§ **Activity**: Start at the line in the entries below that contains "use std::path::Path;", stop at the line that contains "#[derive(Debug, Clone, Serialize, Deserialize)]", and output exactly the lines in that span, both ends included.

*** Opening of Input records ***

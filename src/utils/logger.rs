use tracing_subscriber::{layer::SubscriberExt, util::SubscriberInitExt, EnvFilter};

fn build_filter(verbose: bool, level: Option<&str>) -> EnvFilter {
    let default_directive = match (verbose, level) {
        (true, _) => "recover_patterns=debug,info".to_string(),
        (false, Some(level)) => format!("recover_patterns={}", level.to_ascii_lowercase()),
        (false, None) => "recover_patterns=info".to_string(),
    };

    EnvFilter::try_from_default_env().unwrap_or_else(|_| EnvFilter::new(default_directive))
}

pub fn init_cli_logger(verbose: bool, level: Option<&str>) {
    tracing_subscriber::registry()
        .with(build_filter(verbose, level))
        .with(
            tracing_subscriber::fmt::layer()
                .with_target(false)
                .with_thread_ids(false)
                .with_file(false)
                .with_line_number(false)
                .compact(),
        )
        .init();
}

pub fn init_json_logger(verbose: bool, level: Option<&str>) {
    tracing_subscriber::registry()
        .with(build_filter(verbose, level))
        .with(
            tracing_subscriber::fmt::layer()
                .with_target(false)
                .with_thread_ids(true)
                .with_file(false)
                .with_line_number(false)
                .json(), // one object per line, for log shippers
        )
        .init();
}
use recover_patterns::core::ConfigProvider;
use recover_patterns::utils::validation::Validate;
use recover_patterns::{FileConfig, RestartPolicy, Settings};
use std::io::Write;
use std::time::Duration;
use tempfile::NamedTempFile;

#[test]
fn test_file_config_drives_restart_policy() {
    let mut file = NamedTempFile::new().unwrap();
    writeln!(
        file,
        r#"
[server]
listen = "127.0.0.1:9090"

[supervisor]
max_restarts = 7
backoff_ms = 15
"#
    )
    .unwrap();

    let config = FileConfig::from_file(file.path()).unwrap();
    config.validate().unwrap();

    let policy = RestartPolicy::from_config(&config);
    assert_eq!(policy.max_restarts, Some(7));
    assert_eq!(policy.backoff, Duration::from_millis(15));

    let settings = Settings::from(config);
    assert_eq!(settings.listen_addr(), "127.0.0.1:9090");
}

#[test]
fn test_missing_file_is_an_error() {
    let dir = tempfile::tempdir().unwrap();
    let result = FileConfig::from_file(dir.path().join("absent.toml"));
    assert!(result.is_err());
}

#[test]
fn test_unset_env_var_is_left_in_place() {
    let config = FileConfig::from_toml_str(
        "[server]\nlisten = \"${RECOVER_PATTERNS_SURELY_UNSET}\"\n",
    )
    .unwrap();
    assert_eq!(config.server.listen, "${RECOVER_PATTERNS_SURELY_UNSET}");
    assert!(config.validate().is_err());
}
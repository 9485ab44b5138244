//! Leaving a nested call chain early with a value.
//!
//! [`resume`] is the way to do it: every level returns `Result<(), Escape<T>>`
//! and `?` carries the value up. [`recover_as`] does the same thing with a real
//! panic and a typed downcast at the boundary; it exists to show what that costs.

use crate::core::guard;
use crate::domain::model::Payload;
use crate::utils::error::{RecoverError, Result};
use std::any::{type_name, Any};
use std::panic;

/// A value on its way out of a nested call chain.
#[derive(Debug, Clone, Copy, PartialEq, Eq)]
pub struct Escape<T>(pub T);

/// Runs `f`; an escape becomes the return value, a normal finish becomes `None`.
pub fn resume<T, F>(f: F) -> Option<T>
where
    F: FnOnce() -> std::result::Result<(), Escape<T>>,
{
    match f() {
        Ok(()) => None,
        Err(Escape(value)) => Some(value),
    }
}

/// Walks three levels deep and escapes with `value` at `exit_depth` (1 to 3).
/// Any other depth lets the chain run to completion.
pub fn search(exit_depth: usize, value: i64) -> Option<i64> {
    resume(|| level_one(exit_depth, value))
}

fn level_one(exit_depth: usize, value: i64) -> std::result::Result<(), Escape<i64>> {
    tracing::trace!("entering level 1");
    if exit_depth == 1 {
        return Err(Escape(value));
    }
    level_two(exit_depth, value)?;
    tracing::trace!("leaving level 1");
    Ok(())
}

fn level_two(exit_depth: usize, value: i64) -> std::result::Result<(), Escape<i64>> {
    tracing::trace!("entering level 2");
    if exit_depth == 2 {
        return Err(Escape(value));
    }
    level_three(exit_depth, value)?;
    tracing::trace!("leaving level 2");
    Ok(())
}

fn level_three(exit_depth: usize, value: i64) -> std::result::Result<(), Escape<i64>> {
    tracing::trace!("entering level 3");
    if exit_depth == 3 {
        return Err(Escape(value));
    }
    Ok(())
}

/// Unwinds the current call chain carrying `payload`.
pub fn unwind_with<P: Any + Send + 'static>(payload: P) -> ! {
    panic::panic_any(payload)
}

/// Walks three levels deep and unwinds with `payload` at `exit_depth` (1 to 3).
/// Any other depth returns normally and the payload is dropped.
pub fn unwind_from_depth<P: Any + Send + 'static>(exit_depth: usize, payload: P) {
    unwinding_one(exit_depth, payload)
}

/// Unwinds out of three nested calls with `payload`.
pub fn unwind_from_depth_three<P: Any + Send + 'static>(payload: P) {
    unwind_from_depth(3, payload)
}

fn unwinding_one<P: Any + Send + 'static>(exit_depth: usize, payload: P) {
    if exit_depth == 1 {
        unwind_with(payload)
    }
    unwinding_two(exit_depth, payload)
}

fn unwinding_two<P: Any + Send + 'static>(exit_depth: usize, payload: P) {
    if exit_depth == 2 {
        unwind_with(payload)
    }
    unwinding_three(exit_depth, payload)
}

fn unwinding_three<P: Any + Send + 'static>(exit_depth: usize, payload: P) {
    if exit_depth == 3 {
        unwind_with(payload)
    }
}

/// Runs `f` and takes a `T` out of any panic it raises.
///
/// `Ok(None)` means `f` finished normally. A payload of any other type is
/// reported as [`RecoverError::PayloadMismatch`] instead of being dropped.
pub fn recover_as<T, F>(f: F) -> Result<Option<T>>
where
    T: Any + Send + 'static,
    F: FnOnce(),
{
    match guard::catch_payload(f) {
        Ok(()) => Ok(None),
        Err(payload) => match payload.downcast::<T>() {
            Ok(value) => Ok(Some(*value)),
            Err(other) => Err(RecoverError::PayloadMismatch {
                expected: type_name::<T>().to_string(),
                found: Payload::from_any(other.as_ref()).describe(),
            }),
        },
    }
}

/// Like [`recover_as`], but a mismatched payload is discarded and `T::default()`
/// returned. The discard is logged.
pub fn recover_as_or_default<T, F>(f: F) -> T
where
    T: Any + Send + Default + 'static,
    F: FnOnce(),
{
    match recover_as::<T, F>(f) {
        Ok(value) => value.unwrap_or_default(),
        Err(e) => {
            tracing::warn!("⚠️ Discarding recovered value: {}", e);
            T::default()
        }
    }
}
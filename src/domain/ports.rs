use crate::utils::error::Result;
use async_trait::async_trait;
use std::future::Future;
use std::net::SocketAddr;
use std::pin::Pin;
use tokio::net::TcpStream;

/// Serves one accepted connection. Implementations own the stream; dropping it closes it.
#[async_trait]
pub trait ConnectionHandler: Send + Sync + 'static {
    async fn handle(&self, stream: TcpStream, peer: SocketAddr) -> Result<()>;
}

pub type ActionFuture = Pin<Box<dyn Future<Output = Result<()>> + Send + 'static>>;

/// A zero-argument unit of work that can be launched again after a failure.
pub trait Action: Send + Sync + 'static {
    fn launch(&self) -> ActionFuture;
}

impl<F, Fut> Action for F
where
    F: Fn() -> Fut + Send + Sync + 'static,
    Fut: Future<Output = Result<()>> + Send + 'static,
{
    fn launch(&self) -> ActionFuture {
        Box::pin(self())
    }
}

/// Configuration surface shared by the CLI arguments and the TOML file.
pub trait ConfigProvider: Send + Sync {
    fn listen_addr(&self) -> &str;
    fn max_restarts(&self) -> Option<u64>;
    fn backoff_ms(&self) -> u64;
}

*** Close of Input records ***
*** Opening of Input records ***

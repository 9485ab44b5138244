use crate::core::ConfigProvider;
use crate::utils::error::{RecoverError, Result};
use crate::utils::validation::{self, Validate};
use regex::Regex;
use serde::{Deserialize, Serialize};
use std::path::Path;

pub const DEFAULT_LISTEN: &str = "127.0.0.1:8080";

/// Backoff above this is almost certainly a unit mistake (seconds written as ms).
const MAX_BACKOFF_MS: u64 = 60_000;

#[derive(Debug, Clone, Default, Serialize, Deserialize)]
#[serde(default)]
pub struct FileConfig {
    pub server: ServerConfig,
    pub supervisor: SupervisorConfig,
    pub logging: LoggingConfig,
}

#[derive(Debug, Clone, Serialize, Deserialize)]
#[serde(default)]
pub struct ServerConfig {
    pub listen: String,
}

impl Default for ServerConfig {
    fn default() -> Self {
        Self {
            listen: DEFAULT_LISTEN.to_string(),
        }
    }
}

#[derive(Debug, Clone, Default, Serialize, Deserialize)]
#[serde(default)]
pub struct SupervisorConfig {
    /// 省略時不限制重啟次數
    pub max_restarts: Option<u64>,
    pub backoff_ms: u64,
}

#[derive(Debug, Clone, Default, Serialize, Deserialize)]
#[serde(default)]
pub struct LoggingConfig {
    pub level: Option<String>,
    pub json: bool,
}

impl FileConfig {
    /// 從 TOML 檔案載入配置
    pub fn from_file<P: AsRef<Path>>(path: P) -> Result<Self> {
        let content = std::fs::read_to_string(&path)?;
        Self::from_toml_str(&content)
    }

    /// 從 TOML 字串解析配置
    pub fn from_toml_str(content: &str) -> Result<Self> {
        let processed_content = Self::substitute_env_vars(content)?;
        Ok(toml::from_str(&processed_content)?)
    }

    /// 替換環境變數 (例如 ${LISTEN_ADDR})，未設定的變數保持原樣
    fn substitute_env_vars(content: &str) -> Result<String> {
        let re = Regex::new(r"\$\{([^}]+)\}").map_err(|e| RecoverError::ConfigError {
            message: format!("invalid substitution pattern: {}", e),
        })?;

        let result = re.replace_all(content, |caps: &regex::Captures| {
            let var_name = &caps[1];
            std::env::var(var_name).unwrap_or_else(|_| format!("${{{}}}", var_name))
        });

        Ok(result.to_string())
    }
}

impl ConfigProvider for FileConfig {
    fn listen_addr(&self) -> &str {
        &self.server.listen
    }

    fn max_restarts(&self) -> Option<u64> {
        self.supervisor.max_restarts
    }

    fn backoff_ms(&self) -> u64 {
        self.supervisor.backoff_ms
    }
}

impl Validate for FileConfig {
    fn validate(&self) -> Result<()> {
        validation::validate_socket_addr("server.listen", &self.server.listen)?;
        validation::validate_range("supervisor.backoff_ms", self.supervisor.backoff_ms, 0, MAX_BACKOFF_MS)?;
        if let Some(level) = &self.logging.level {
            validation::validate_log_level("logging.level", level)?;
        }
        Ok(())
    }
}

*** Close of Input records ***
*** Opening of Input records ***

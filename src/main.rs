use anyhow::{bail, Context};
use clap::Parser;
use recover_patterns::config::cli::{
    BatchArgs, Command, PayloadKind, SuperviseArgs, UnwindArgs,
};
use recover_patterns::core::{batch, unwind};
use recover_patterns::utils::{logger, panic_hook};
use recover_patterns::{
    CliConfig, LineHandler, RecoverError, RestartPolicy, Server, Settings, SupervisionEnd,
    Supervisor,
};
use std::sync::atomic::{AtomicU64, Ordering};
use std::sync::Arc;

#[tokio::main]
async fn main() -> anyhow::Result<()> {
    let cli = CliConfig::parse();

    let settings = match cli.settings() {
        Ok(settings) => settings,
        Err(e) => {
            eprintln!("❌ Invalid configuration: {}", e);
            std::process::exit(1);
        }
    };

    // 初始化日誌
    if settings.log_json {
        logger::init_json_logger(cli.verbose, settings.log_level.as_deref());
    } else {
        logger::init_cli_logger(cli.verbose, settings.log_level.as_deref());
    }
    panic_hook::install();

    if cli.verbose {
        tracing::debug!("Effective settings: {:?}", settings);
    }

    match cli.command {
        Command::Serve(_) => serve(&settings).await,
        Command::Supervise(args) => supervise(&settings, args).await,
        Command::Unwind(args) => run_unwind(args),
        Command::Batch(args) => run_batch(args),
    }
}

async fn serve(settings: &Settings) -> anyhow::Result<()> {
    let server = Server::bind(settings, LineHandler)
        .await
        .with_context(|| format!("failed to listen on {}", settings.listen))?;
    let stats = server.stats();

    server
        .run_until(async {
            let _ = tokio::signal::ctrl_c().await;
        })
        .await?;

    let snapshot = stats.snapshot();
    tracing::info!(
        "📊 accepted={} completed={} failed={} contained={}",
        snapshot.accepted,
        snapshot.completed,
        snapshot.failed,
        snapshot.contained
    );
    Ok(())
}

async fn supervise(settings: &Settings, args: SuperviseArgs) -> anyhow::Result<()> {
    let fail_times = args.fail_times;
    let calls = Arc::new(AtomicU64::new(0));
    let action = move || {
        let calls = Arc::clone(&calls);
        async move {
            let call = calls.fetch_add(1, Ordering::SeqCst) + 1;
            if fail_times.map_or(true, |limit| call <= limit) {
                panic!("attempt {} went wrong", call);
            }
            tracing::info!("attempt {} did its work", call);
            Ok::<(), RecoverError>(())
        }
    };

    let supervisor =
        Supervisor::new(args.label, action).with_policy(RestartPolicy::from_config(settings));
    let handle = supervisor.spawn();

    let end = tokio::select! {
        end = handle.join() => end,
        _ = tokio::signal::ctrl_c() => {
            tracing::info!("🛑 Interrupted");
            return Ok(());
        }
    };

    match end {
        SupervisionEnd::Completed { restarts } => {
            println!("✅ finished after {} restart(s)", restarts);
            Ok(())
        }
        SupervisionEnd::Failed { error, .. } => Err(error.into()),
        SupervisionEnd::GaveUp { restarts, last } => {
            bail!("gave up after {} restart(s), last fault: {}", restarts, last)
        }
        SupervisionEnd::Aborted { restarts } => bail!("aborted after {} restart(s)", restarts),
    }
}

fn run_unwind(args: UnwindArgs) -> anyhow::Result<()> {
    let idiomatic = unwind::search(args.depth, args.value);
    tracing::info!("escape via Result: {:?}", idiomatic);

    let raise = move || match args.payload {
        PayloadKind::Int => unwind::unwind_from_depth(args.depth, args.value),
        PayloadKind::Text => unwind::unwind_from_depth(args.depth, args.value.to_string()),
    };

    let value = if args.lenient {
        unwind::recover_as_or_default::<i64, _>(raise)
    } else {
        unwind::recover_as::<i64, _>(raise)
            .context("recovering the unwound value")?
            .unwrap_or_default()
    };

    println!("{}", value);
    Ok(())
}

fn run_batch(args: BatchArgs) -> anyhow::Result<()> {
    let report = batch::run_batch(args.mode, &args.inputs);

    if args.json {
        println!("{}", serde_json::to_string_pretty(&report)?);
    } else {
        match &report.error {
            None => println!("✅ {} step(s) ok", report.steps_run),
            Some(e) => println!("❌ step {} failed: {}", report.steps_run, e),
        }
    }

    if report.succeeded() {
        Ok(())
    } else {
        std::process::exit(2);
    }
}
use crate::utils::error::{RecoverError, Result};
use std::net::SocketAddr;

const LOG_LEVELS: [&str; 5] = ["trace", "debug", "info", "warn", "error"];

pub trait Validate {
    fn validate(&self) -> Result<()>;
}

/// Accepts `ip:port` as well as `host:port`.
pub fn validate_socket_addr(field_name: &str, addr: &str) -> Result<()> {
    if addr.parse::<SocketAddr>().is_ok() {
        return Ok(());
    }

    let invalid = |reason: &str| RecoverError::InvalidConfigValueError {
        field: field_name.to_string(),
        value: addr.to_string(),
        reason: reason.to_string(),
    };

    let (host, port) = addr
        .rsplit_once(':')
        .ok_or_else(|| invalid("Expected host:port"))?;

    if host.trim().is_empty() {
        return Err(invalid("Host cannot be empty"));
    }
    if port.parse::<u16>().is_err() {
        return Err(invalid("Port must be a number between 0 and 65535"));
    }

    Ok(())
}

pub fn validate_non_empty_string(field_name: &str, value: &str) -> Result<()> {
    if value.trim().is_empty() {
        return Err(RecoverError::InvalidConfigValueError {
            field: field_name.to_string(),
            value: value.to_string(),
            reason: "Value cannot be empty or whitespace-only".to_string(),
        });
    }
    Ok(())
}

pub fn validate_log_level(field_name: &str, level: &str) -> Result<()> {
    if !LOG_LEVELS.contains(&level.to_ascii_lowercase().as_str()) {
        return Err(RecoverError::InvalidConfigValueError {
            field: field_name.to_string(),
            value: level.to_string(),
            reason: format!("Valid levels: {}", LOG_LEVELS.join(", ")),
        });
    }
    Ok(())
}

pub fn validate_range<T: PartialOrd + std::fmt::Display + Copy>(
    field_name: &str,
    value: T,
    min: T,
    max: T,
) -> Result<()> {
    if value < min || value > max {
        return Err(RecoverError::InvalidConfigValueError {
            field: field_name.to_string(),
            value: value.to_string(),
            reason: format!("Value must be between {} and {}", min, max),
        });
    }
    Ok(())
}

*** Close of Input records ***

§ **Response below**:
use std::path::Path;

pub const DEFAULT_LISTEN: &str = "127.0.0.1:8080";

/// Backoff above this is almost certainly a unit mistake (seconds written as ms).
const MAX_BACKOFF_MS: u64 = 60_000;

#[derive(Debug, Clone, Default, Serialize, Deserialize)]
#[serde(default)]
pub struct FileConfig {
    pub server: ServerConfig,
    pub supervisor: SupervisorConfig,
    pub logging: LoggingConfig,
}

#[derive(Debug, Clone, Serialize, Deserialize)]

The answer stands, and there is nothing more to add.